I'm also presenting a paper and teaching a workshop at the Daoism Conference in LA, June 4th... at the moment my paper is titled: Theater, Exorcism, Ritual and the Martial Arts.

Also I've been doing nothing but reading and sleeping on Saturdays for the last two months.  At 40 I realized that guilt was a primary motivator for me.  As a self-employed enthusiast, I always have something I feel guilty about not having started or finished yet.  So I decided to invert that.  I committed to doing absolutely no work on Saturdays.  Now I feel guilty if I try to do even a little work on my day of rest.  It's like, my job to lay on the couch.

I'm still looking for a space to teach evening classes and I'm looking to create my own after-school program for next school year.

shapeimage_2I started taking a Physical Theater class.  I haven't been in a class like this for maybe 20 years, but I thought I should test my ideas about the relationship between martial arts and theater training in a more immediate way.  The class is called The Flying Actor. At the first lesson we learned two stances which were used together.  The names for those two stances in martial arts are Bow stance and Horse stance.  The way they do Bow stance is with the front heal up and the arms are in what I would consider a basic shuai jiao or "throwing" position.  The horse stance has a high and a low version.  One of the things we did a lot was to put a hood over our heads.  The hood makes it hard to see but not impossible.  I'm used to moving with my eyes open (of course) and also with my eyes closed, but moving with disrupted vision messed me up a bit.  Good exercise.  We also worked on some basic mime and I realized that I've trained myself not to look at anything close up.  My fighter mind doesn't want to narrow my focus to "show" the imaginary object.  But I also realized that one of the beginning shaolin instructions is to slowly look into the distance and then draw your vision back to yourself before beginning.  It never occurred to me to do it as a mime exercise before, but it fits.

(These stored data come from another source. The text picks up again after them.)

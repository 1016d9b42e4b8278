use std::fs;
use std::path::PathBuf;

use predicates::prelude::PredicateBooleanExt;
use predicates::str::contains;
use tempfile::TempDir;

macro_rules! saga_sim {
    () => {
        assert_cmd::cargo::cargo_bin_cmd!("saga-sim")
    };
}

fn write_scenario(dir: &TempDir, content: &str) -> PathBuf {
    let path = dir.path().join("scenario.toml");
    fs::write(&path, content).expect("write scenario");
    path
}

const FAST_POLICIES: &str = r#"
[retry]
max_attempts = 3
base_delay_ms = 1

[compensation]
max_attempts = 3
base_delay_ms = 1
"#;

#[test]
fn successful_saga_exits_zero_and_prints_summary() {
    let dir = TempDir::new().expect("create temp dir");
    let scenario = write_scenario(
        &dir,
        &format!(
            r#"{FAST_POLICIES}
[[steps]]
service = "inventory"
operation = "reserve"
payload = {{ sku = "A-1", quantity = 2 }}

[[steps]]
service = "payments"
operation = "charge"
fail_first = 2
"#
        ),
    );

    saga_sim!()
        .arg("run")
        .arg(&scenario)
        .assert()
        .success()
        .stdout(contains("Saga completed: 2 step(s)"))
        .stdout(contains("✓ inventory.reserve (1 attempt)"))
        .stdout(contains("✓ payments.charge (3 attempts)"));
}

#[test]
fn failed_saga_compensates_completed_steps_and_exits_nonzero() {
    let dir = TempDir::new().expect("create temp dir");
    let scenario = write_scenario(
        &dir,
        &format!(
            r#"{FAST_POLICIES}
[[steps]]
service = "svc"
operation = "A"

[[steps]]
service = "svc"
operation = "B"

[[steps]]
service = "svc"
operation = "C"
always_fail = true
"#
        ),
    );

    saga_sim!()
        .arg("run")
        .arg(&scenario)
        .assert()
        .failure()
        .stdout(contains("Saga failed at step 2 (svc.C) after 3 attempt(s)"))
        .stdout(contains("Compensating 2 completed step(s)"))
        .stdout(contains("Compensation: all 2 step(s) recovered"))
        .stdout(contains("↩ svc.A (1 attempt; compensation 1 attempt)"))
        .stdout(contains("↩ svc.B (1 attempt; compensation 1 attempt)"))
        .stdout(contains("✗ svc.C (3 attempts)"))
        .stderr(contains(
            "error: saga failed at step 2 ('svc.C'); 0 step(s) left unrecovered",
        ));
}

#[test]
fn unrecovered_compensation_is_reported() {
    let dir = TempDir::new().expect("create temp dir");
    let scenario = write_scenario(
        &dir,
        &format!(
            r#"{FAST_POLICIES}
[[steps]]
service = "inventory"
operation = "reserve"
compensation = "release reserved stock"
compensation_always_fail = true

[[steps]]
service = "payments"
operation = "charge"
compensation_fail_first = 1

[[steps]]
service = "shipping"
operation = "book"
always_fail = true
"#
        ),
    );

    saga_sim!()
        .arg("run")
        .arg(&scenario)
        .assert()
        .failure()
        .stdout(contains("Compensation: 1 of 2 step(s) left unrecovered"))
        .stdout(contains(
            "⚠ compensation for step 'inventory.reserve' (release reserved stock) gave up after 3 attempt(s)",
        ))
        .stdout(contains(
            "caused by: simulated compensation failure of 'inventory.reserve' on attempt 3",
        ))
        .stdout(contains("↩ payments.charge (1 attempt; compensation 2 attempts)"))
        .stderr(contains("1 step(s) left unrecovered"));
}

#[test]
fn first_step_failure_has_nothing_to_compensate() {
    let dir = TempDir::new().expect("create temp dir");
    let scenario = write_scenario(
        &dir,
        &format!(
            r#"{FAST_POLICIES}
[[steps]]
service = "inventory"
operation = "reserve"
always_fail = true

[[steps]]
service = "payments"
operation = "charge"
"#
        ),
    );

    saga_sim!()
        .arg("run")
        .arg(&scenario)
        .assert()
        .failure()
        .stdout(contains("No completed steps to compensate"))
        .stdout(contains("payments.charge").not());
}

#[test]
fn max_attempts_flag_overrides_scenario_policy() {
    let dir = TempDir::new().expect("create temp dir");
    let scenario = write_scenario(
        &dir,
        &format!(
            r#"{FAST_POLICIES}
[[steps]]
service = "payments"
operation = "charge"
fail_first = 4
"#
        ),
    );

    saga_sim!()
        .arg("run")
        .arg(&scenario)
        .assert()
        .failure()
        .stdout(contains("after 3 attempt(s)"));

    saga_sim!()
        .args(["run", "--max-attempts", "5", "--base-delay-ms", "1"])
        .arg(&scenario)
        .assert()
        .success()
        .stdout(contains("✓ payments.charge (5 attempts)"));
}

#[test]
fn empty_scenario_succeeds() {
    let dir = TempDir::new().expect("create temp dir");
    let scenario = write_scenario(&dir, FAST_POLICIES);

    saga_sim!()
        .arg("run")
        .arg(&scenario)
        .assert()
        .success()
        .stdout(contains("Saga completed: 0 step(s)"));
}

#[test]
fn zero_attempt_override_is_rejected() {
    let dir = TempDir::new().expect("create temp dir");
    let scenario = write_scenario(&dir, FAST_POLICIES);

    saga_sim!()
        .args(["run", "--max-attempts", "0"])
        .arg(&scenario)
        .assert()
        .failure()
        .stderr(contains("error: invalid [retry] policy"))
        .stderr(contains("caused by: retry policy needs at least one attempt"));
}

#[test]
fn verbose_flag_emits_step_logs() {
    let dir = TempDir::new().expect("create temp dir");
    let scenario = write_scenario(
        &dir,
        &format!(
            r#"{FAST_POLICIES}
[[steps]]
service = "inventory"
operation = "reserve"
"#
        ),
    );

    saga_sim!()
        .args(["-vv", "run"])
        .arg(&scenario)
        .env_remove("RUST_LOG")
        .assert()
        .success()
        .stderr(contains("step completed"));
}
mod check;
mod run;

use clap::Subcommand;

use crate::error::Result;

pub(crate) use check::CheckArgs;
pub(crate) use run::RunArgs;

#[derive(Subcommand)]
pub(crate) enum Commands {
    /// Execute a scenario against simulated services
    Run(RunArgs),
    /// Validate a scenario file and list its steps
    Check(CheckArgs),
}

impl Commands {
    pub(crate) fn execute(self) -> Result<()> {
        match self {
            Self::Run(args) => run::run(&args),
            Self::Check(args) => check::run(&args),
        }
    }
}
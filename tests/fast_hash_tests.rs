//! Tests for hash builder selection.
//!
//! The same behaviour must hold whichever hasher the `fxhash` / `ahash`
//! feature flags select, and for hashers supplied by the caller.

use dictionaries::dictionary::{DefaultHashBuilder, OrderedMap};
use rstest::rstest;
use std::hash::{BuildHasherDefault, DefaultHasher, RandomState};

// =============================================================================
// Default Hasher
// =============================================================================

#[rstest]
fn test_default_hasher_retrieves_every_key() {
    let map: OrderedMap<String, usize, DefaultHashBuilder> = (0..10_000)
        .map(|number| (format!("key{number}"), number))
        .collect();

    assert_eq!(map.len(), 10_000);
    for number in 0..10_000 {
        assert_eq!(map.get(format!("key{number}").as_str()), Some(&number));
    }
    assert_eq!(map.get("key10000"), None);
}

#[rstest]
fn test_maps_with_same_entries_are_equal() {
    let entries = vec![
        ("alpha".to_string(), 1),
        ("beta".to_string(), 2),
        ("gamma".to_string(), 3),
    ];

    let map1: OrderedMap<String, i32> = entries.iter().cloned().collect();
    let map2: OrderedMap<String, i32> = entries.iter().rev().cloned().collect();

    assert_eq!(map1, map2);
}

// =============================================================================
// Caller-Supplied Hashers
// =============================================================================

#[rstest]
fn test_random_state_hasher() {
    let mut map = OrderedMap::with_hasher(RandomState::new());
    map.set("TYO", "Tokyo");
    map.set("DUB", "Dublin");

    assert_eq!(map.get("TYO"), Some(&"Tokyo"));
    assert_eq!(map.remove("DUB"), Some("Dublin"));
}

#[rstest]
fn test_deterministic_hasher() {
    type Deterministic = BuildHasherDefault<DefaultHasher>;

    let mut map: OrderedMap<i32, i32, Deterministic> = OrderedMap::default();
    for number in 0..1_000 {
        map.set(number, -number);
    }
    for number in (0..1_000).step_by(3) {
        map.shift_remove(&number);
    }

    assert_eq!(map.len(), 666);
    assert_eq!(map.get(&1), Some(&-1));
    assert_eq!(map.get(&3), None);
}

#[rstest]
fn test_strict_initializer_with_hasher() {
    let result =
        OrderedMap::try_from_pairs_with_hasher([(1, "one"), (1, "uno")], RandomState::new());
    assert_eq!(result.unwrap_err().position(), 1);
}
impl<K, V> OrderedMap<K, V> {
    /// Creates a new empty map.
    ///
    /// # Examples
    ///
    /// ```rust
    /// use dictionaries::dictionary::OrderedMap;
    ///
    /// let map: OrderedMap<String, i32> = OrderedMap::new();
    /// assert!(map.is_empty());
    /// ```
    #[inline]
    #[must_use]
    pub fn new() -> Self {
        Self::with_hasher(DefaultHashBuilder::default())
    }

    /// Creates an empty map with room for at least `capacity` entries.
    #[must_use]
    pub fn with_capacity(capacity: usize) -> Self {
        Self::with_capacity_and_hasher(capacity, DefaultHashBuilder::default())
    }
}

impl<K: Hash + Eq, V> OrderedMap<K, V> {
    /// Builds a map from pairs, rejecting repeated keys.
    ///
    /// The lenient initializers ([`FromIterator`], [`From`]) keep the last
    /// value of a repeated key. This one reports the first repetition
    /// instead.
    ///
    /// # Errors
    ///
    /// Returns [`DuplicateKeyError`] carrying the repeated key and the
    /// zero-based position of the pair that repeated it.
    ///
    /// # Examples
    ///
    /// ```rust
    /// use dictionaries::dictionary::OrderedMap;
    ///
    /// let map = OrderedMap::try_from_pairs([("TYO", "Tokyo"), ("DUB", "Dublin")]).unwrap();
    /// assert_eq!(map.len(), 2);
    ///
    /// let error = OrderedMap::try_from_pairs([("TYO", 1), ("DUB", 2), ("TYO", 3)]).unwrap_err();
    /// assert_eq!(error.key(), &"TYO");
    /// assert_eq!(error.position(), 2);
    /// ```
    pub fn try_from_pairs<I>(pairs: I) -> Result<Self, DuplicateKeyError<K>>
    where
        I: IntoIterator<Item = (K, V)>,
    {
        Self::try_from_pairs_with_hasher(pairs, DefaultHashBuilder::default())
    }
}

impl<K, V, S> OrderedMap<K, V, S> {
    /// Creates an empty map that hashes keys with `hash_builder`.
    ///
    /// # Examples
    ///
    /// ```rust
    /// use dictionaries::dictionary::OrderedMap;
    /// use std::hash::RandomState;
    ///
    /// let mut map = OrderedMap::with_hasher(RandomState::new());
    /// map.set("key", 1);
    /// assert_eq!(map.get("key"), Some(&1));
    /// ```
    #[must_use]
    pub fn with_hasher(hash_builder: S) -> Self {
        Self {
            entries: Vec::new(),
            index: PositionIndex::default(),
            hash_builder,
        }
    }

    /// Creates an empty map with the given capacity and hasher.
    #[must_use]
    pub fn with_capacity_and_hasher(capacity: usize, hash_builder: S) -> Self {
        Self {
            entries: Vec::with_capacity(capacity),
            index: PositionIndex::with_capacity(capacity),
            hash_builder,
        }
    }

    /// Returns the number of entries in the map.
    ///
    /// # Complexity
    ///
    /// O(1)
    ///
    /// # Examples
    ///
    /// ```rust
    /// use dictionaries::dictionary::OrderedMap;
    ///
    /// let map = OrderedMap::from([("a", 1), ("b", 2)]);
    /// assert_eq!(map.len(), 2);
    /// ```
    #[inline]
    #[must_use]
    pub const fn len(&self) -> usize {
        self.entries.len()
    }

    /// Returns `true` if the map contains no entries.
    #[inline]
    #[must_use]
    pub const fn is_empty(&self) -> bool {
        self.entries.is_empty()
    }

    /// Returns the number of entries the map can hold without reallocating.
    #[must_use]
    pub const fn capacity(&self) -> usize {
        self.entries.capacity()
    }

    /// Returns a reference to the map's hash builder.
    pub const fn hasher(&self) -> &S {
        &self.hash_builder
    }

    /// Returns an iterator over `(&K, &V)` pairs in insertion order.
    ///
    /// # Examples
    ///
    /// ```rust
    /// use dictionaries::dictionary::OrderedMap;
    ///
    /// let map = OrderedMap::from([("TYO", "Tokyo"), ("DUB", "Dublin")]);
    ///
    /// for (code, name) in map.iter() {
    ///     println!("{code}: {name}");
    /// }
    /// ```
    pub fn iter(&self) -> Iter<'_, K, V> {
        Iter::new(&self.entries)
    }

    /// Returns an iterator over `(&K, &mut V)` pairs in insertion order.
    pub fn iter_mut(&mut self) -> IterMut<'_, K, V> {
        IterMut::new(&mut self.entries)
    }

    /// Returns an iterator over the keys in insertion order.
    ///
    /// # Examples
    ///
    /// ```rust
    /// use dictionaries::dictionary::OrderedMap;
    ///
    /// let map = OrderedMap::from([("TYO", "Tokyo"), ("DUB", "Dublin")]);
    /// let codes: Vec<&str> = map.keys().copied().collect();
    /// assert_eq!(codes, vec!["TYO", "DUB"]);
    /// ```
    pub fn keys(&self) -> Keys<'_, K, V> {
        Keys::new(&self.entries)
    }

    /// Returns an iterator over the values, in the same order as [`keys`](Self::keys).
    ///
    /// # Examples
    ///
    /// ```rust
    /// use dictionaries::dictionary::OrderedMap;
    ///
    /// let map = OrderedMap::from([("a", 1), ("b", 2)]);
    /// let sum: i32 = map.values().sum();
    /// assert_eq!(sum, 3);
    /// ```
    pub fn values(&self) -> Values<'_, K, V> {
        Values::new(&self.entries)
    }

    /// Returns a mutable iterator over the values.
    pub fn values_mut(&mut self) -> ValuesMut<'_, K, V> {
        ValuesMut::new(&mut self.entries)
    }

    /// Returns the entry at `position` in iteration order.
    ///
    /// # Examples
    ///
    /// ```rust
    /// use dictionaries::dictionary::OrderedMap;
    ///
    /// let map = OrderedMap::from([("TYO", "Tokyo"), ("DUB", "Dublin")]);
    /// assert_eq!(map.get_index(1), Some((&"DUB", &"Dublin")));
    /// assert_eq!(map.get_index(2), None);
    /// ```
    #[must_use]
    pub fn get_index(&self, position: usize) -> Option<(&K, &V)> {
        self.entries.get(position).map(Bucket::pair)
    }

    /// Removes every entry, keeping the allocated capacity.
    pub fn clear(&mut self) {
        self.entries.clear();
        self.index.clear();
    }

    /// Keeps only the entries for which `keep` returns `true`.
    ///
    /// The relative order of the kept entries is preserved.
    ///
    /// # Examples
    ///
    /// ```rust
    /// use dictionaries::dictionary::OrderedMap;
    ///
    /// let mut map: OrderedMap<i32, i32> = (0..6).map(|number| (number, number * 10)).collect();
    /// map.retain(|key, _| key % 2 == 0);
    ///
    /// let keys: Vec<i32> = map.keys().copied().collect();
    /// assert_eq!(keys, vec![0, 2, 4]);
    /// ```
    pub fn retain<F>(&mut self, mut keep: F)
    where
        F: FnMut(&K, &mut V) -> bool,
    {
        // The guard reindexes on unwind too, so a panicking `keep` leaves
        // the surviving entries reachable.
        let mut guard = ReindexOnDrop {
            before: self.entries.len(),
            entries: &mut self.entries,
            index: &mut self.index,
        };
        guard
            .entries
            .retain_mut(|bucket| keep(&bucket.key, &mut bucket.value));
    }

    fn push(&mut self, hash: u64, key: K, value: V) {
        self.index.insert(hash, self.entries.len());
        self.entries.push(Bucket { hash, key, value });
    }

    /// Removes the entry at `position`, moving the last entry into its place.
    fn swap_remove_at(&mut self, position: usize) -> (K, V) {
        self.index.remove(self.entries[position].hash, position);
        let last = self.entries.len() - 1;
        if position != last {
            self.index
                .relocate(self.entries[last].hash, last, position);
        }
        self.entries.swap_remove(position).into_pair()
    }

    /// Removes the entry at `position`, shifting every later entry down by one.
    fn shift_remove_at(&mut self, position: usize) -> (K, V) {
        let removed = self.entries.remove(position);
        self.index.remove(removed.hash, position);
        for (offset, bucket) in self.entries[position..].iter().enumerate() {
            let new_position = position + offset;
            self.index.relocate(bucket.hash, new_position + 1, new_position);
        }
        removed.into_pair()
    }
}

Rory Miller is doing a workshop called Responses to Ambushes and Breaking the Freeze, on May 9th, I'm attending with a few of my students.  I will not be wearing my pajamas.  Check it out.

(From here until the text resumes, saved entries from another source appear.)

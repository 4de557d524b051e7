//! Tour of the `dictionaries` library.
//!
//! Replays the airport dictionary walkthrough step by step and logs the
//! state of the dictionary after each operation.

pub mod config;
pub mod walkthrough;

pub use config::{ConfigError, LogFormat, TourConfig};
pub use walkthrough::{Step, StepOutcome, Tour};
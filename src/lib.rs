//! # dictionaries
//!
//! An insertion-ordered dictionary for Rust with explicit `Option`-based
//! lookup, update and removal semantics.
//!
//! ## Overview
//!
//! The central type is [`OrderedMap`](dictionary::OrderedMap), a generic
//! key-value store that:
//!
//! - distinguishes "key absent" from "key present with an empty value" by
//!   returning `Option` instead of sentinels
//! - replaces the value of an existing key instead of storing a duplicate
//! - removes a key when it is assigned an absent value
//!   ([`set_or_remove`](dictionary::OrderedMap::set_or_remove))
//! - iterates in insertion order
//!
//! ## Feature Flags
//!
//! - `sync` (default): [`SharedOrderedMap`](dictionary::SharedOrderedMap), a
//!   lock-guarded handle for sharing one map across threads
//! - `serde`: `Serialize` / `Deserialize` for `OrderedMap`
//! - `fxhash`: use `rustc-hash`'s `FxBuildHasher` as the default hasher
//! - `ahash`: use `ahash`'s `RandomState` as the default hasher
//! - `full`: `sync` and `serde`
//!
//! ## Example
//!
//! ```rust
//! use dictionaries::prelude::*;
//!
//! let mut airports = OrderedMap::from([("TYO", "Tokyo"), ("DUB", "Dublin")]);
//!
//! airports.set("LHR", "London");
//! assert_eq!(airports.len(), 3);
//!
//! assert_eq!(airports.update_value("TYO", "Tokyo International"), Some("Tokyo"));
//!
//! airports.set_or_remove("DUB", None);
//! assert_eq!(airports.get("DUB"), None);
//! assert_eq!(airports.len(), 2);
//! ```

#![forbid(unsafe_code)]
#![warn(missing_docs)]
#![warn(clippy::all)]
#![warn(clippy::pedantic)]
#![warn(clippy::nursery)]

/// Prelude module for convenient imports.
///
/// # Usage
///
/// ```rust
/// use dictionaries::prelude::*;
/// ```
pub mod prelude {
    pub use crate::dictionary::*;
}

pub mod dictionary;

Oh, and I actually wrote a really long blog post which I might still put up, but I don't know how to finish it.  Maybe just a summary is enough:  Traditional exercise routines were not for weight loss because in the old days people didn't have Trader Joe's or even McDonald's.  Anything claiming to be traditional would have been designed to work without consuming very much food, duh.  If anything, a traditional form of exercise would have helped you put on a little extra fat for leaner times. (Wrestling, by the way, is an extreme example.)

And lastly, I've had some stimulating time with George Xu lately and my practice has been really empty, in a good way.